2006-04-21 / Community

This week in Newsday, columnist Ellis Henican wrote about the Duke lacrosse team, and the accusation made by an exotic dancer that three of the team members raped her. Mr. Henican alluded to the Tom Wolfe bestseller "I Am Charlotte Simmons" which describes a culture of debauchery on college campuses, especially among the members of sports teams.

Clearly the lacrosse team had been behaving badly by holding parties at which there was underage drinking (a warning had been issued by the school about the team's behavior). No one denies that the hiring of young women "performers" for the party was sheer stupidity, for which the team should probably be sanctioned.

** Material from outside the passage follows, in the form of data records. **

//! Per-speaker utterance segmentation.
//!
//! One segmenter task runs per (session, speaker). It consumes the
//! speaker's inbound PCM frame queue, classifies frames with the
//! [`VoiceClassifier`], cuts utterances on trailing silence (or the hard
//! length cap), and drives one streaming recognition exchange per
//! utterance:
//!
//! ```text
//!   idle ──voice ≥ min_speech──► speaking ──silence──► trailing_silence
//!    ▲                              ▲                        │
//!    │                              └──────voice─────────────┤
//!    └────────── finalize (silence ≥ threshold │ length cap) ┘
//! ```
//!
//! Finalization closes the recognition stream, awaits the final transcript
//! under the STT timeout, and emits one `Finalized` event — or a
//! `RecognitionFailed` event when the provider gives up. Empty transcripts
//! are dropped without downstream publication.
//!
//! Mute discards inbound frames, abandons any in-progress utterance, and
//! resets the classifier. A closed frame queue (disconnect) behaves like a
//! permanent mute: the active utterance is discarded and the task exits.

use std::sync::Arc;
use std::time::{Duration, Instant};

use bytes::Bytes;
use metrics::{counter, histogram};
use tokio::sync::{mpsc, watch};
use tracing::{debug, warn};

use voxbridge_core::{
    CallSettings, Language, SegmenterEvent, SessionId, SpeakerOutput, UserId,
    metrics as metric_names,
};

use crate::adapter::{RecognitionStream, SpeechAdapter};
use crate::vad::VoiceClassifier;

/// Segmentation state for one speaker.
#[derive(Debug, Clone, Copy, PartialEq, Eq)]
enum SegmenterState {
    /// Awaiting voice.
    Idle,

    /// Accumulating an utterance; voice frames keep arriving.
    Speaking,

    /// Voice energy dropped; the silence timer is running. Any voice frame
    /// returns to `Speaking`.
    TrailingSilence,
}

struct ActiveUtterance {
    stream: RecognitionStream,
    /// Start of speech, ms from call start.
    started_ms: u64,
    /// Audio fed into this utterance so far, ms.
    audio_ms: u64,
    /// Current run of trailing silence, ms.
    silence_ms: u64,
}

/// One speaker's segmentation task.
pub struct Segmenter {
    session: SessionId,
    speaker: UserId,
    language: Language,
    settings: CallSettings,
    adapter: Arc<dyn SpeechAdapter>,
    frames: mpsc::Receiver<Bytes>,
    muted: watch::Receiver<bool>,
    out: mpsc::Sender<SpeakerOutput>,
}

impl Segmenter {
    #[allow(clippy::too_many_arguments)]
    pub fn new(
        session: SessionId,
        speaker: UserId,
        language: Language,
        settings: CallSettings,
        adapter: Arc<dyn SpeechAdapter>,
        frames: mpsc::Receiver<Bytes>,
        muted: watch::Receiver<bool>,
        out: mpsc::Sender<SpeakerOutput>,
    ) -> Self {
        Self {
            session,
            speaker,
            language,
            settings,
            adapter,
            frames,
            muted,
            out,
        }
    }

    /// Spawn the segmentation task.
    pub fn spawn(self) -> tokio::task::JoinHandle<()> {
        tokio::spawn(self.run())
    }

    /// Run the segmentation loop until the frame queue closes.
    pub async fn run(self) {
        let Self {
            session,
            speaker,
            language,
            settings,
            adapter,
            mut frames,
            muted,
            out,
        } = self;

        let mut classifier = VoiceClassifier::new(settings.vad_window_ms, settings.rms_threshold);
        let mut state = SegmenterState::Idle;
        let mut active: Option<ActiveUtterance> = None;
        // Voiced frames buffered in `idle` until min_speech_ms is reached,
        // so speech onsets are never clipped off the utterance.
        let mut pending: Vec<Bytes> = Vec::new();
        let mut pending_ms: u64 = 0;
        // Audio-time clock: ms of capture received since the task started.
        let mut clock_ms: u64 = 0;

        debug!(session = %session, speaker = %speaker, "segmenter started");

        loop {
            tokio::select! {
                frame = frames.recv() => {
                    let Some(frame) = frame else {
                        // Disconnect: behave like a permanent mute — the
                        // active utterance is discarded, nothing published.
                        debug!(session = %session, speaker = %speaker, "frame queue closed");
                        break;
                    };

                    let frame_ms = (frame.len() / 32) as u64; // s16le @ 16 kHz

                    let is_muted = *muted.borrow();
                    if is_muted {
                        counter!(metric_names::FRAMES_DROPPED, "cause" => "muted").increment(1);
                        if active.take().is_some() {
                            debug!(session = %session, speaker = %speaker, "mute cancelled active utterance");
                        }
                        pending.clear();
                        pending_ms = 0;
                        classifier.reset();
                        state = SegmenterState::Idle;
                        clock_ms += frame_ms;
                        continue;
                    }

                    counter!(metric_names::FRAMES_IN).increment(1);

                    let samples: Vec<i16> = frame
                        .chunks_exact(2)
                        .map(|c| i16::from_le_bytes([c[0], c[1]]))
                        .collect();
                    let is_voice = classifier.push_frame(&samples);
                    clock_ms += frame_ms;

                    match state {
                        SegmenterState::Idle => {
                            if is_voice {
                                pending.push(frame);
                                pending_ms += frame_ms;
                                if pending_ms >= settings.min_speech_ms {
                                    match adapter.start_recognition(language) {
                                        Ok(stream) => {
                                            let mut utt = ActiveUtterance {
                                                stream,
                                                started_ms: clock_ms - pending_ms,
                                                audio_ms: pending_ms,
                                                silence_ms: 0,
                                            };
                                            let mut ok = true;
                                            for f in pending.drain(..) {
                                                if utt.stream.push(f).await.is_err() {
                                                    ok = false;
                                                    break;
                                                }
                                            }
                                            pending_ms = 0;
                                            if ok {
                                                active = Some(utt);
                                                state = SegmenterState::Speaking;
                                            } else if !emit_recognition_failed(
                                                &out, &speaker, "recognition stream rejected audio",
                                            ).await {
                                                return;
                                            }
                                        }
                                        Err(e) => {
                                            warn!(session = %session, speaker = %speaker, error = %e,
                                                  "failed to open recognition stream");
                                            pending.clear();
                                            pending_ms = 0;
                                            if !emit_recognition_failed(&out, &speaker, &e.to_string()).await {
                                                return;
                                            }
                                        }
                                    }
                                }
                            } else {
                                // Silence before min_speech: not an onset after all.
                                pending.clear();
                                pending_ms = 0;
                            }
                        }

                        SegmenterState::Speaking | SegmenterState::TrailingSilence => {
                            let Some(utt) = active.as_mut() else {
                                state = SegmenterState::Idle;
                                continue;
                            };

                            if utt.stream.push(frame).await.is_err() {
                                active = None;
                                state = SegmenterState::Idle;
                                if !emit_recognition_failed(
                                    &out, &speaker, "recognition stream closed mid-utterance",
                                ).await {
                                    return;
                                }
                                continue;
                            }
                            utt.audio_ms += frame_ms;

                            if is_voice {
                                utt.silence_ms = 0;
                                state = SegmenterState::Speaking;
                            } else {
                                utt.silence_ms += frame_ms;
                                if state == SegmenterState::Speaking {
                                    state = SegmenterState::TrailingSilence;
                                }
                            }

                            let length_capped = utt.audio_ms >= settings.max_utterance_ms;
                            let silence_done = state == SegmenterState::TrailingSilence
                                && utt.silence_ms >= settings.silence_threshold_ms;

                            if length_capped || silence_done {
                                let utt = active.take().expect("checked above");
                                state = SegmenterState::Idle;
                                if !finalize(utt, &settings, language, &session, &speaker, &out).await {
                                    return;
                                }
                                // A new utterance starts immediately: the
                                // classifier window is retained, so voice in
                                // the very next frame re-opens in one step.
                            }
                        }
                    }
                }

                update = next_update(&mut active) => {
                    match update {
                        Some(u) if !u.text.trim().is_empty() => {
                            // Interim partial (a stray early final is treated
                            // the same way — display text either way).
                            if out
                                .send(SpeakerOutput {
                                    speaker: speaker.clone(),
                                    event: SegmenterEvent::Interim { text: u.text },
                                })
                                .await
                                .is_err()
                            {
                                return;
                            }
                        }
                        Some(_) => {}
                        None => {
                            // Provider abandoned the stream mid-utterance.
                            active = None;
                            state = SegmenterState::Idle;
                            if !emit_recognition_failed(
                                &out, &speaker, "recognition stream closed mid-utterance",
                            ).await {
                                return;
                            }
                        }
                    }
                }
            }
        }

        debug!(session = %session, speaker = %speaker, "segmenter stopped");
    }
}
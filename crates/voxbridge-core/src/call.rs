//! Call-session aggregate — participants, lifecycle, and its invariants.
//!
//! The aggregate is mutated only by the orchestrator's control path (one
//! writer per session); everything else sees immutable snapshots. Lifecycle:
//!
//! ```text
//!   Initiating → Ringing → Ongoing → Ended
//!                  │                   ▲
//!                  └───────────────────┘  (callee never picks up)
//! ```
//!
//! `Ended` is absorbing: no transition leaves it, and `ended_at` is written
//! exactly once.

use chrono::{DateTime, Utc};
use serde::{Deserialize, Serialize};

use crate::ids::{SessionId, UserId, VoiceId};
use crate::language::Language;

/// Hard participant bounds. The configurable per-deployment maximum
/// (`CallSettings::max_participants`) may only tighten these.
pub const MIN_PARTICIPANTS: usize = 2;
pub const MAX_PARTICIPANTS: usize = 4;

/// Call lifecycle state.
#[derive(Debug, Clone, Copy, PartialEq, Eq, Serialize, Deserialize)]
#[serde(rename_all = "snake_case")]
pub enum CallState {
    /// Call created, callees not yet notified.
    Initiating,

    /// Callees notified, nobody connected yet.
    Ringing,

    /// At least one participant has connected.
    Ongoing,

    /// Terminal. Absorbing.
    Ended,
}

/// Per-participant connection state.
#[derive(Debug, Clone, Copy, PartialEq, Eq, Serialize, Deserialize)]
#[serde(rename_all = "snake_case")]
pub enum ConnectionState {
    /// In the participant set, no active channel yet.
    Connecting,

    /// Active channel attached.
    Connected,

    /// Graceful departure in progress.
    Leaving,

    /// Departed; will not return on this call.
    Gone,
}

/// One call participant.
///
/// Spoken language is immutable for the call's duration; listening language
/// equals spoken language (single-language-per-user rule).
#[derive(Debug, Clone, Serialize, Deserialize)]
pub struct Participant {
    /// Opaque user identity.
    pub user_id: UserId,

    /// Spoken (and listening) language.
    pub language: Language,

    /// Cloned-voice handle, if the user has one. `None` means the
    /// per-language default voice is used for dubbing.
    pub voice: Option<VoiceId>,

    /// Participant-controlled mute flag.
    pub muted: bool,

    /// Connection lifecycle state.
    pub connection: ConnectionState,
}

impl Participant {
    /// Create a participant in the `Connecting` state.
    pub fn new(user_id: impl Into<UserId>, language: Language, voice: Option<VoiceId>) -> Self {
        Self {
            user_id: user_id.into(),
            language,
            voice,
            muted: false,
            connection: ConnectionState::Connecting,
        }
    }

    /// Voice used when dubbing for this participant.
    #[must_use]
    pub fn effective_voice(&self) -> VoiceId {
        self.voice
            .clone()
            .unwrap_or_else(|| self.language.default_voice())
    }
}

/// Immutable per-listener view handed to the translation router.
#[derive(Debug, Clone, PartialEq, Eq)]
pub struct ListenerInfo {
    pub user_id: UserId,
    pub language: Language,
    pub voice: VoiceId,
}

/// Errors raised by aggregate mutations.
#[derive(Debug, thiserror::Error)]
pub enum CallError {
    /// Participant set outside the 2–4 bound.
    #[error("call must have {MIN_PARTICIPANTS}–{MAX_PARTICIPANTS} participants, got {0}")]
    ParticipantCount(usize),

    /// The user is not in this call's participant set.
    #[error("user {0} is not a participant of this call")]
    UnknownParticipant(UserId),

    /// The call is terminal; no further mutation is accepted.
    #[error("call has ended")]
    SessionEnded,
}

/// The per-call aggregate.
#[derive(Debug, Clone, Serialize, Deserialize)]
pub struct CallSession {
    id: SessionId,
    /// The caller's spoken language at start time. Immutable.
    call_language: Language,
    participants: Vec<Participant>,
    state: CallState,
    started_at: DateTime<Utc>,
    ended_at: Option<DateTime<Utc>>,
}

impl CallSession {
    /// Create a new call in `Initiating` with the given participant set.
    ///
    /// The first participant is the caller; `call_language` is fixed to
    /// their spoken language for the lifetime of the call.
    pub fn new(id: SessionId, participants: Vec<Participant>) -> Result<Self, CallError> {
        if !(MIN_PARTICIPANTS..=MAX_PARTICIPANTS).contains(&participants.len()) {
            return Err(CallError::ParticipantCount(participants.len()));
        }
        let call_language = participants[0].language;
        Ok(Self {
            id,
            call_language,
            participants,
            state: CallState::Initiating,
            started_at: Utc::now(),
            ended_at: None,
        })
    }

    #[must_use]
    pub const fn id(&self) -> &SessionId {
        &self.id
    }

    #[must_use]
    pub const fn call_language(&self) -> Language {
        self.call_language
    }

    #[must_use]
    pub const fn state(&self) -> CallState {
        self.state
    }

    #[must_use]
    pub const fn started_at(&self) -> DateTime<Utc> {
        self.started_at
    }

    #[must_use]
    pub const fn ended_at(&self) -> Option<DateTime<Utc>> {
        self.ended_at
    }

    #[must_use]
    pub fn participants(&self) -> &[Participant] {
        &self.participants
    }

    #[must_use]
    pub fn participant(&self, user: &UserId) -> Option<&Participant> {
        self.participants.iter().find(|p| &p.user_id == user)
    }

    #[must_use]
    pub const fn is_terminal(&self) -> bool {
        matches!(self.state, CallState::Ended)
    }

    #[must_use]
    pub fn connected_count(&self) -> usize {
        self.participants
            .iter()
            .filter(|p| p.connection == ConnectionState::Connected)
            .count()
    }

    /// Callees have been notified.
    pub fn mark_ringing(&mut self) -> Result<(), CallError> {
        if self.is_terminal() {
            return Err(CallError::SessionEnded);
        }
        if self.state == CallState::Initiating {
            self.state = CallState::Ringing;
        }
        Ok(())
    }

    /// A channel for `user` was admitted. The first admission flips the
    /// call to `Ongoing`.
    pub fn mark_connected(&mut self, user: &UserId) -> Result<(), CallError> {
        if self.is_terminal() {
            return Err(CallError::SessionEnded);
        }
        let p = self.participant_mut(user)?;
        p.connection = ConnectionState::Connected;
        if matches!(self.state, CallState::Initiating | CallState::Ringing) {
            self.state = CallState::Ongoing;
        }
        Ok(())
    }

    /// Update a participant's mute flag. Returns `true` when the flag
    /// actually changed (callers broadcast only on change).
    pub fn set_muted(&mut self, user: &UserId, muted: bool) -> Result<bool, CallError> {
        if self.is_terminal() {
            return Err(CallError::SessionEnded);
        }
        let p = self.participant_mut(user)?;
        let changed = p.muted != muted;
        p.muted = muted;
        Ok(changed)
    }

    /// Graceful departure initiated (`leave` received).
    pub fn mark_leaving(&mut self, user: &UserId) -> Result<(), CallError> {
        if self.is_terminal() {
            return Err(CallError::SessionEnded);
        }
        self.participant_mut(user)?.connection = ConnectionState::Leaving;
        Ok(())
    }

    /// Participant departed for good (graceful or abrupt).
    pub fn mark_gone(&mut self, user: &UserId) -> Result<(), CallError> {
        // Permitted on a terminal session: teardown marks stragglers gone.
        self.participant_mut(user)?.connection = ConnectionState::Gone;
        Ok(())
    }

    /// Transition to `Ended`, stamping `ended_at` exactly once.
    ///
    /// Returns the end timestamp; `Err(SessionEnded)` if already terminal.
    pub fn end(&mut self) -> Result<DateTime<Utc>, CallError> {
        if self.is_terminal() {
            return Err(CallError::SessionEnded);
        }
        let ts = Utc::now();
        self.state = CallState::Ended;
        self.ended_at = Some(ts);
        Ok(ts)
    }

    /// Wall-clock duration, available once the call has ended.
    #[must_use]
    pub fn duration(&self) -> Option<std::time::Duration> {
        self.ended_at
            .and_then(|end| (end - self.started_at).to_std().ok())
    }

    /// Connected participants other than `speaker` — the fan-out set for
    /// one utterance.
    pub fn listeners_of<'a>(
        &'a self,
        speaker: &'a UserId,
    ) -> impl Iterator<Item = &'a Participant> {
        self.participants
            .iter()
            .filter(move |p| p.connection == ConnectionState::Connected && &p.user_id != speaker)
    }

    /// Snapshot of all connected participants for the router's watch channel.
    #[must_use]
    pub fn listener_snapshot(&self) -> Vec<ListenerInfo> {
        self.participants
            .iter()
            .filter(|p| p.connection == ConnectionState::Connected)
            .map(|p| ListenerInfo {
                user_id: p.user_id.clone(),
                language: p.language,
                voice: p.effective_voice(),
            })
            .collect()
    }

    fn participant_mut(&mut self, user: &UserId) -> Result<&mut Participant, CallError> {
        self.participants
            .iter_mut()
            .find(|p| &p.user_id == user)
            .ok_or_else(|| CallError::UnknownParticipant(user.clone()))
    }
}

But a better Tom Wolfe literary allusion could be made about the indictment of the two players: their arrests are strikingly similar to the arrest of Sherman McCoy in "Bonfire of the Vanities."

In "Bonfire" the Bronx District Attorney, who is up for re-election, rejoices that he has at last found "The Great White Defendant." Here was a defendant who was white, wealthy, from another area and could bring national headlines at a time when the prosecutor was facing a challenging election. What's not to like?

In real life, Durham District Attorney Mike Nifong is up for re-election in a couple of weeks and Collin Finnerty and Reade Seligmann are white kids from wealthy out-of-state families. It doesn't seem to matter that there appears to be little evidence against them, and mounting evidence that they may not even have been present during the time of the alleged attack.

Last week, before the arrests, the New York Times opined, "How Mr. Nifong, a 55-year-old lifelong resident of North Carolina, conducts himself and what decisions he makes in the next few weeks could determine the future of his political career. For now, the Duke case and the election are intertwined."

In the end, a jury will weigh the evidence against the young men and determine guilt or innocence. But in the court of public opinion, damage to the defendants has already been done because the prosecutor was in a hurry to indict.

And nothing will ever repair that damage.